The precision of the pion-nucleon experiments has now reached the level
where a more careful treatment of the corrections, in particular of
electromagnetic origin or due to the $u$- and $d$-quark mass difference,
is necessary. These theoretical challenges have not yet been met, eventhough
the theoretical tool, chiral perturbation theory, has now the capability
to answer these questions. Work along these lines is in progress.
In the lattice \cite{20} and the QCD sum rule \cite{21} frontiers the present accuracy
for $g$ is 20-30 \% and it will take a while before this improves significantly.
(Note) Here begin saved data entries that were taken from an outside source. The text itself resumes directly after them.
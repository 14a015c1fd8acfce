//! OpenAI implementation of the [`Analyzer`] trait.
//!
//! Uses chat completions with the `json_schema` response format for
//! every call, so classification, config generation, and refinement
//! all come back as parseable JSON.
//!
//! Requires the `openai` feature.

use async_trait::async_trait;
use reqwest::Client;
use serde::Deserialize;
use serde_json::{json, Value};

use crate::error::{CapabilityError, CapabilityResult};
use crate::schema::RecordSchema;
use crate::traits::analyzer::{Analyzer, Classification, ConfigProposal};

const COLLABORATOR: &str = "openai";

/// OpenAI-backed analyzer.
///
/// # Example
///
/// ```rust,ignore
/// use sniffer::ai::OpenAiAnalyzer;
///
/// let analyzer = OpenAiAnalyzer::from_env()?.with_model("gpt-4o-mini");
/// ```
#[derive(Clone)]
pub struct OpenAiAnalyzer {
    client: Client,
    api_key: String,
    model: String,
    completion_model: String,
    base_url: String,
}

#[derive(Deserialize)]
struct ChatResponse {
    choices: Vec<ChatChoice>,
}

#[derive(Deserialize)]
struct ChatChoice {
    message: ChatContent,
}

#[derive(Deserialize)]
struct ChatContent {
    content: Option<String>,
}

impl OpenAiAnalyzer {
    /// Create a new analyzer with the given API key.
    pub fn new(api_key: impl Into<String>) -> Self {
        Self {
            client: Client::new(),
            api_key: api_key.into(),
            model: "gpt-4o-mini".to_string(),
            completion_model: "gpt-4o".to_string(),
            base_url: "https://api.openai.com/v1".to_string(),
        }
    }

    /// Create from the `OPENAI_API_KEY` environment variable.
    pub fn from_env() -> CapabilityResult<Self> {
        let api_key = std::env::var("OPENAI_API_KEY")
            .map_err(|_| CapabilityError::new(COLLABORATOR, "OPENAI_API_KEY not set"))?;
        Ok(Self::new(api_key))
    }

    /// Set the classification/generation model (default: gpt-4o-mini).
    pub fn with_model(mut self, model: impl Into<String>) -> Self {
        self.model = model.into();
        self
    }

    /// Set the structured-completion model (default: gpt-4o).
    pub fn with_completion_model(mut self, model: impl Into<String>) -> Self {
        self.completion_model = model.into();
        self
    }

    /// Set a custom base URL (for Azure, proxies, etc.).
    pub fn with_base_url(mut self, url: impl Into<String>) -> Self {
        self.base_url = url.into();
        self
    }

    /// Chat completion constrained to a JSON schema; returns the
    /// parsed message content.
    async fn structured(
        &self,
        system: &str,
        user: &str,
        schema_name: &str,
        schema: Value,
        model: &str,
    ) -> CapabilityResult<Value> {
        let request = json!({
            "model": model,
            "messages": [
                { "role": "system", "content": system },
                { "role": "user", "content": user },
            ],
            "temperature": 0.0,
            "response_format": {
                "type": "json_schema",
                "json_schema": {
                    "name": schema_name,
                    "strict": true,
                    "schema": schema,
                },
            },
        });

        let response = self
            .client
            .post(format!("{}/chat/completions", self.base_url))
            .header("Authorization", format!("Bearer {}", self.api_key))
            .header("Content-Type", "application/json")
            .json(&request)
            .send()
            .await
            .map_err(|e| CapabilityError::new(COLLABORATOR, e.to_string()))?;

        if !response.status().is_success() {
            return Err(CapabilityError::new(
                COLLABORATOR,
                format!("API error: {}", response.status()),
            ));
        }

        let parsed: ChatResponse = response
            .json()
            .await
            .map_err(|e| CapabilityError::new(COLLABORATOR, e.to_string()))?;
        let content = parsed
            .choices
            .into_iter()
            .next()
            .and_then(|choice| choice.message.content)
            .ok_or_else(|| CapabilityError::new(COLLABORATOR, "empty completion"))?;

        serde_json::from_str(&content)
            .map_err(|e| CapabilityError::new(COLLABORATOR, format!("malformed JSON: {e}")))
    }
}

fn classification_schema() -> Value {
    json!({
        "type": "object",
        "properties": {
            "keyword": { "type": "string" },
            "entity": { "type": ["string", "null"] },
            "is_classified": { "type": "boolean" },
        },
        "required": ["keyword", "entity", "is_classified"],
        "additionalProperties": false,
    })
}

fn proposal_schema() -> Value {
    json!({
        "type": "object",
        "properties": {
            "usecase": { "type": ["string", "null"] },
            "entity": { "type": ["string", "null"] },
            "keywords": { "type": "array", "items": { "type": "string" } },
            "table_name": { "type": ["string", "null"] },
            "unique_key": { "type": ["string", "null"] },
            "output_columns": {
                "type": "array",
                "items": {
                    "type": "object",
                    "properties": {
                        "column_name": { "type": ["string", "null"] },
                        "column_type": { "type": ["string", "null"] },
                    },
                    "required": ["column_name", "column_type"],
                    "additionalProperties": false,
                },
            },
            "scraper_system_message": { "type": ["string", "null"] },
            "scraper_prompt": { "type": ["string", "null"] },
            "refinement_prompt": { "type": ["string", "null"] },
        },
        "required": [
            "usecase", "entity", "keywords", "table_name", "unique_key",
            "output_columns", "scraper_system_message", "scraper_prompt",
            "refinement_prompt"
        ],
        "additionalProperties": false,
    })
}

#[async_trait]
impl Analyzer for OpenAiAnalyzer {
    async fn classify(
        &self,
        candidates: &[String],
        urls: &[String],
        prompt: &str,
    ) -> CapabilityResult<Classification> {
        let system = format!(
            "You are a helpful assistant whose task is to classify the data based on \
             the keywords provided.\nKeywords provided: {candidates:?}\nSelect exactly \
             one keyword matching the urls or details provided by the user; if none \
             matches, select the 'Not Found' keyword."
        );
        let user = format!(
            "Classify the data based on the urls or details provided.\nURLS: {urls:?}\nDetails: {prompt}"
        );

        let value = self
            .structured(&system, &user, "classification", classification_schema(), &self.model)
            .await?;
        serde_json::from_value(value)
            .map_err(|e| CapabilityError::new(COLLABORATOR, format!("malformed classification: {e}")))
    }

    async fn generate_config(
        &self,
        urls: &[String],
        prompt: &str,
    ) -> CapabilityResult<Option<ConfigProposal>> {
        let system = "You are a helpful assistant which can generate the configuration \
                      for a use case based on the urls or details provided by the user."
            .to_string();
        let user = format!(
            "Generate the config for the use case based on the urls or details \
             provided.\nURLS: {urls:?}\nDetails: {prompt}"
        );

        let value = self
            .structured(&system, &user, "config_proposal", proposal_schema(), &self.model)
            .await?;
        let proposal: ConfigProposal = serde_json::from_value(value)
            .map_err(|e| CapabilityError::new(COLLABORATOR, format!("malformed proposal: {e}")))?;
        Ok(Some(proposal).filter(|p| !p.is_vacant()))
    }

    async fn structured_completion(
        &self,
        prompt: &str,
        schema: &RecordSchema,
        model: Option<&str>,
    ) -> CapabilityResult<Value> {
        let model = model.unwrap_or(&self.completion_model);
        self.structured(
            "Extract the requested fields from the input text.",
            prompt,
            &schema.name,
            schema.to_json_schema(),
            model,
        )
        .await
    }
}
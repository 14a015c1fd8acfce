//! Stage B: supplementary search for fields left empty by Stage A.

use serde_json::Value;
use tracing::{debug, info};

use crate::error::{Result, SnifferError};
use crate::pipeline::extract::PrimaryExtraction;
use crate::traits::Scraper;
use crate::types::Record;

/// Key the supplementary search text is attached under.
pub const OTHER_DATA_KEY: &str = "other_data";

/// Run the gap-fill stage over the primary result.
///
/// Only single-mapping results are gap-filled; list-shaped record
/// sets pass through unchanged. Per record with empty fields, the
/// empty field names are joined into one query and the search
/// capability is called once (not once per field); its answer lands
/// under `other_data`. Records with no empty fields make no call.
pub async fn gap_fill<S: Scraper>(
    scraper: &S,
    primary: PrimaryExtraction,
) -> Result<Vec<Record>> {
    if !primary.single {
        debug!("list-shaped record set, gap-fill passes through");
        return Ok(primary.records);
    }

    let mut records = primary.records;
    for record in &mut records {
        let empty = record.empty_fields();
        if empty.is_empty() {
            debug!("no empty fields, skipping supplementary search");
            continue;
        }

        info!(fields = ?empty, "searching for empty fields");
        let query = empty.join(" ");
        let answer = scraper
            .search(&query)
            .await
            .map_err(SnifferError::at_stage("gap-fill search"))?;
        record.insert(OTHER_DATA_KEY, Value::String(answer));
    }

    Ok(records)
}
//! Scraper trait: structured extraction over URLs plus raw search.

use async_trait::async_trait;
use serde_json::Value;

use crate::error::CapabilityResult;

/// The structured-scraping capability.
///
/// Responses follow a loose envelope convention: the payload may be a
/// single mapping or a list, optionally nested under `data` and then
/// `output`. The pipeline unwraps all of it immediately after the
/// call (see [`crate::pipeline::extract::unwrap_envelope`]) so only
/// one canonical shape flows downstream.
#[async_trait]
pub trait Scraper: Send + Sync {
    /// Fetch the URLs and extract fields matching `schema`, guided by
    /// the composed prompt.
    async fn extract(
        &self,
        urls: &[String],
        prompt: &str,
        schema: &Value,
    ) -> CapabilityResult<Value>;

    /// Web search returning supplementary text for gap-filling.
    async fn search(&self, query: &str) -> CapabilityResult<String>;
}
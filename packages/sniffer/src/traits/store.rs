//! Record store trait: the datastore capability.
//!
//! Tables are provisioned at runtime from observed column names, so
//! the contract is deliberately schemaless: existence probe, raw DDL
//! execution, and row access by column equality. The storage key is
//! always the literal `id` column regardless of the use case's
//! semantic unique key.

use async_trait::async_trait;
use serde_json::Value;

use crate::error::StoreResult;
use crate::types::Record;

#[async_trait]
pub trait RecordStore: Send + Sync {
    /// Zero-row probe. `Ok(false)` when the table is missing;
    /// `Err` only for connection-level failures.
    async fn table_exists(&self, table: &str) -> StoreResult<bool>;

    /// Execute a DDL statement verbatim.
    async fn execute_ddl(&self, sql: &str) -> StoreResult<()>;

    /// Fetch one row by its `id` column.
    async fn find_by_id(&self, table: &str, id: &str) -> StoreResult<Option<Record>>;

    /// Fetch rows matching every (column, value) filter.
    async fn find_by_columns(
        &self,
        table: &str,
        filters: &[(String, Value)],
    ) -> StoreResult<Vec<Record>>;

    /// Insert a record; returns the stored row.
    async fn insert(&self, table: &str, record: &Record) -> StoreResult<Record>;

    /// Overwrite the record's columns on the row with this `id`;
    /// returns the updated row.
    async fn update(&self, table: &str, id: &str, record: &Record) -> StoreResult<Record>;

    /// Overwrite matching rows' columns; returns the updated rows.
    async fn update_by_columns(
        &self,
        table: &str,
        filters: &[(String, Value)],
        record: &Record,
    ) -> StoreResult<Vec<Record>>;
}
Table 2 summarizes some recent values for $f^2$ displayed in Fig. 2.
\begin{table}[h]
\begin{center}
\caption{Values for the pion-nucleon coupling constant $f^2$ from recent determinations.}
\begin{tabular}{l|l|l}
Ref. & $f^2$ & Method \\ \hline
KH ('80) \cite{7}& 0.079 $\pm$ 0.001 & $\pi$N fixed-$t$ \\
BM ('95) \cite{22} & 0.0757 $\pm$ 0.0022 & NN data \\
Gibbs ('98) \cite{17} & 0.0756 $\pm$ 0.0007 & GMO \\
Machner ('98) \cite{23} & 0.0760 $\pm$ 0.0011 & symmetries \\
Matsinos ('98) \cite{24} & 0.0766 $\pm$ 0.0011 & model fit \\
Nijmegen ('99) \cite{25} & 0.0756 $\pm$ 0.0004 & $pp$ PWA \\
ELT ('99) \cite{18}& 0.0786 $\pm$ 0.0008 & GMO + $\pi^-d$ \\ 
VPI ('99) \cite{10,26} & 0.0760 $\pm$ 0.0004 & $\pi$N fixed-$t$ \\\hline
\end{tabular}
\end{center}
\end{table}
The table demonstrates the current trend, the favoured value for $f^2$ is slightly
smaller than the standard one of Koch and Pietarinen \cite{7}. However, there
remains still quite a number of problems which need attention. 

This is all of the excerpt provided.